- **Exercise description**
Below are the records; copy every line in them that holds the string "used".

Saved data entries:
##############################

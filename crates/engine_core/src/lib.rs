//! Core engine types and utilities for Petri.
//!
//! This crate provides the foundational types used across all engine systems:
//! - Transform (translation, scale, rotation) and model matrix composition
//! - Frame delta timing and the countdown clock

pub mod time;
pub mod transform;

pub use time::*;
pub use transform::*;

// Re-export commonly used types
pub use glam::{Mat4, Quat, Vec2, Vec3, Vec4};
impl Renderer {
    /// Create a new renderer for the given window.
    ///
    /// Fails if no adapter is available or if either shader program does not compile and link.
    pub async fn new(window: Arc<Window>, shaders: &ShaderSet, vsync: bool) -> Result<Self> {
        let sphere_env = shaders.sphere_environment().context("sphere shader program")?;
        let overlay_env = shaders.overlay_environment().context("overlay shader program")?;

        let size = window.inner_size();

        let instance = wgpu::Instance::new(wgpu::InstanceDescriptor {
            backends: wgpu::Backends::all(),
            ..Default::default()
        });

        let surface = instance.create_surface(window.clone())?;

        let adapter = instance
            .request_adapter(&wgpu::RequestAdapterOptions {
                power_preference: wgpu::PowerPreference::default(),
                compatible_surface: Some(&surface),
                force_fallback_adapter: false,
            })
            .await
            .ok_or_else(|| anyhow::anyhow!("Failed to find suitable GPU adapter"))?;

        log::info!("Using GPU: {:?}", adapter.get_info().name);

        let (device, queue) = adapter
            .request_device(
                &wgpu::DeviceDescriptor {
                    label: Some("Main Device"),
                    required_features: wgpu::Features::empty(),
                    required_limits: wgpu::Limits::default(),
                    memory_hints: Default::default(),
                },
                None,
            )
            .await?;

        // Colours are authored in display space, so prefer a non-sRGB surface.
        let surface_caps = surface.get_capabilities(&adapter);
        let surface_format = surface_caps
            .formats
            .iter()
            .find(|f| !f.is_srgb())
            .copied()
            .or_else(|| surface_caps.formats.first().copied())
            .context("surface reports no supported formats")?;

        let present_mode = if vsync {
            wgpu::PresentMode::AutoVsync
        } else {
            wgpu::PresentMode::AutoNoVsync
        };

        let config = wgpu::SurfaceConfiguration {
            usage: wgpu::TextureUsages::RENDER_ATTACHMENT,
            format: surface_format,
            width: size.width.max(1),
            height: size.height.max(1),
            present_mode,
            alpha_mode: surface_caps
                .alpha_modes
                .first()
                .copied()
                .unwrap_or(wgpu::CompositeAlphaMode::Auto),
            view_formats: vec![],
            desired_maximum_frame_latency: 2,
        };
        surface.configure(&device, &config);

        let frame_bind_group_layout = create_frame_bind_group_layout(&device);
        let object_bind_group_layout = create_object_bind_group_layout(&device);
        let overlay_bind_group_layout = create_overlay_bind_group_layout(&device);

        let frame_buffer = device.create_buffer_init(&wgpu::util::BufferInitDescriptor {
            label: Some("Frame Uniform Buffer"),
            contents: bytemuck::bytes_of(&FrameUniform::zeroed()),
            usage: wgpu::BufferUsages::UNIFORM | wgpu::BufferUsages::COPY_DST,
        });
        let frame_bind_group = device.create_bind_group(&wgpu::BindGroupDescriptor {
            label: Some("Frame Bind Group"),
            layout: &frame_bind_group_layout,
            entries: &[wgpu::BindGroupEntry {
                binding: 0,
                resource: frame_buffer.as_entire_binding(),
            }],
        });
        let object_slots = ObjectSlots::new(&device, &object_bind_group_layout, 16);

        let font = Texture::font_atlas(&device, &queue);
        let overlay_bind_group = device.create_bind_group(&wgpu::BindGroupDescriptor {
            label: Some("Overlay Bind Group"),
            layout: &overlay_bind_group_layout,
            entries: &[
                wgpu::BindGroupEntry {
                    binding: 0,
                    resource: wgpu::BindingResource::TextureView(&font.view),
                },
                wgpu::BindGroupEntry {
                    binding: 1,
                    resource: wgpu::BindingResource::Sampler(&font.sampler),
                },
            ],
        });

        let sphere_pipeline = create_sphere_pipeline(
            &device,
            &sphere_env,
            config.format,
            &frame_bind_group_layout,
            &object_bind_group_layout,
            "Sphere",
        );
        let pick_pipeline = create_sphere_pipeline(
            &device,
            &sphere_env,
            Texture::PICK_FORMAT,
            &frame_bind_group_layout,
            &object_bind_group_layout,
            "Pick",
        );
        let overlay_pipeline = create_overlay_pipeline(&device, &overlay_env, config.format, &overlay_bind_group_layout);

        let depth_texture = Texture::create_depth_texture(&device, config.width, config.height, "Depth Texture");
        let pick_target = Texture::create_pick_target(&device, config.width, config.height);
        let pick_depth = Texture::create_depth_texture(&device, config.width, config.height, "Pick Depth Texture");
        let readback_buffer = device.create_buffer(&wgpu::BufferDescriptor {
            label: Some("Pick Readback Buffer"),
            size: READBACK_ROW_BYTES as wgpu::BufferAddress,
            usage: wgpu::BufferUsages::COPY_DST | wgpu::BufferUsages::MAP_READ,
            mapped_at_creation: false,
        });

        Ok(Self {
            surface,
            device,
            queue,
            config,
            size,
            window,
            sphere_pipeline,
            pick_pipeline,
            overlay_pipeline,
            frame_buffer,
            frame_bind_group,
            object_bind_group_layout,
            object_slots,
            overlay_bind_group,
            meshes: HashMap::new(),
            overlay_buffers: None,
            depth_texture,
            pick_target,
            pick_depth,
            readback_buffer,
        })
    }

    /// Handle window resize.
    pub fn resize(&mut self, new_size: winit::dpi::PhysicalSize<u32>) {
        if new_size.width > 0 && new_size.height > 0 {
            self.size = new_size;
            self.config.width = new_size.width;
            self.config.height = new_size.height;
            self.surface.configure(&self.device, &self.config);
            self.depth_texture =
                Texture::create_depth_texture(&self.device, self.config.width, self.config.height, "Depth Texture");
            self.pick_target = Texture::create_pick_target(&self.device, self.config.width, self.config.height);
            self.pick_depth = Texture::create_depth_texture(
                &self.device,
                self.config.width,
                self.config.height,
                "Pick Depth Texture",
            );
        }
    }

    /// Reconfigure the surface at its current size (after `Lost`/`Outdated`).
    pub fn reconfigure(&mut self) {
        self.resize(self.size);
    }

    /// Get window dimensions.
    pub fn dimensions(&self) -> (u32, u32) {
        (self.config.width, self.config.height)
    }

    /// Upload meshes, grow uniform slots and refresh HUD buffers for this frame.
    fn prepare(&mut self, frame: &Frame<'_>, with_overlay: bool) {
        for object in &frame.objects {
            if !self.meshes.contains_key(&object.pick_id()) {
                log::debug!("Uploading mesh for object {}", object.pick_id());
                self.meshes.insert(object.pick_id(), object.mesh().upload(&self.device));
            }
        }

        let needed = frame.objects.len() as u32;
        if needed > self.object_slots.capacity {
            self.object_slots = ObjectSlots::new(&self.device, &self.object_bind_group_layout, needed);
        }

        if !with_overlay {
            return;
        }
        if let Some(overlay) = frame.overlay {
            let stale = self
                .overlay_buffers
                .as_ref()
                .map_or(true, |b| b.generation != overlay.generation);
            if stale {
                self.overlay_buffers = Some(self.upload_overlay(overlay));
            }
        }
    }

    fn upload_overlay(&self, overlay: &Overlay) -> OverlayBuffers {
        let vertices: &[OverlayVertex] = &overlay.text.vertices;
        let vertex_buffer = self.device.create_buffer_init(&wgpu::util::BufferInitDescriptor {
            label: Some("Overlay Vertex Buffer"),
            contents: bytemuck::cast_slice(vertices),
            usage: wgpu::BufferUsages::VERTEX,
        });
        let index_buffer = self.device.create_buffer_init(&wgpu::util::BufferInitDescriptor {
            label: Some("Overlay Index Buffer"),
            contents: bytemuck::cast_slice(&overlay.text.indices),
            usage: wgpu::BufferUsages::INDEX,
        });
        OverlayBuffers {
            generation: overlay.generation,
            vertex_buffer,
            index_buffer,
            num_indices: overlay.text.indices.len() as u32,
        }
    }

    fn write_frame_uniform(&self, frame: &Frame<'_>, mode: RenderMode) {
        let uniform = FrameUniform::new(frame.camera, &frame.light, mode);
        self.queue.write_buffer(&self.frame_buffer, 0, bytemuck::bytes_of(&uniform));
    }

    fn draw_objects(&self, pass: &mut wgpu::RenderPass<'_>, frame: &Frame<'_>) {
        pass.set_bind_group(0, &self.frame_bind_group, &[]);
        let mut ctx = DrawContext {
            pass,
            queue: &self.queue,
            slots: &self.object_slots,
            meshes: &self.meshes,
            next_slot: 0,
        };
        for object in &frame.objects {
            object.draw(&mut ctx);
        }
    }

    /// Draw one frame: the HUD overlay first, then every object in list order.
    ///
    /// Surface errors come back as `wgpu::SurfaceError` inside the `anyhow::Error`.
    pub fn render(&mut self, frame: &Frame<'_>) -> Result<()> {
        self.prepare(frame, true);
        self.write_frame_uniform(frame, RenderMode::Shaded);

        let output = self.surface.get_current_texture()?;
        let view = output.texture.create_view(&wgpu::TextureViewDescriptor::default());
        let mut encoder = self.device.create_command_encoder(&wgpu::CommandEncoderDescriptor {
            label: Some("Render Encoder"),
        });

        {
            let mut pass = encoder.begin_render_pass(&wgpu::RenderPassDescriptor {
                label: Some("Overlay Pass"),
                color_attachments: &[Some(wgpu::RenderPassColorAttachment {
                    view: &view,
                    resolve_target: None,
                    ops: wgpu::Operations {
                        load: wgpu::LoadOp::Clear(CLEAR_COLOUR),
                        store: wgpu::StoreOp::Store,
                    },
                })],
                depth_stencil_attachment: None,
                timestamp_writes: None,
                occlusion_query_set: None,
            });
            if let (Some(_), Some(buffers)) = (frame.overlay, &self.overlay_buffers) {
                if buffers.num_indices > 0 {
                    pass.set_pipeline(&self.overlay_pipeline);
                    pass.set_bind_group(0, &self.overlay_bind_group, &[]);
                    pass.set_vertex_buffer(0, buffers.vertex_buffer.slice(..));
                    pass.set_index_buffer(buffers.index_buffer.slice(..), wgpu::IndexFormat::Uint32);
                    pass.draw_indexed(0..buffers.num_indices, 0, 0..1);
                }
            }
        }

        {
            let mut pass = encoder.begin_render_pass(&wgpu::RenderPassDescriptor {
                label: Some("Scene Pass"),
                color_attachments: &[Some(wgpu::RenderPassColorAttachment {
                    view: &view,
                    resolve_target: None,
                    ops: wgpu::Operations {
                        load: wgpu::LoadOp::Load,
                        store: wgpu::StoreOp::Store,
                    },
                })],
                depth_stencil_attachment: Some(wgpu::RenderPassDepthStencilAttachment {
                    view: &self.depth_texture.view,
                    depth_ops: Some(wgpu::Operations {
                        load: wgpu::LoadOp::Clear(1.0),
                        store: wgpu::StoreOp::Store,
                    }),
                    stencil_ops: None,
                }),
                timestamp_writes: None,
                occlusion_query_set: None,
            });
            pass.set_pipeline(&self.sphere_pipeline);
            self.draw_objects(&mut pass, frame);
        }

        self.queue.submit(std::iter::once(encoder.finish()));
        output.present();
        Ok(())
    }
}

##############################

- **Written answer**
//! This crate provides the foundational types used across all engine systems:
// Re-export commonly used types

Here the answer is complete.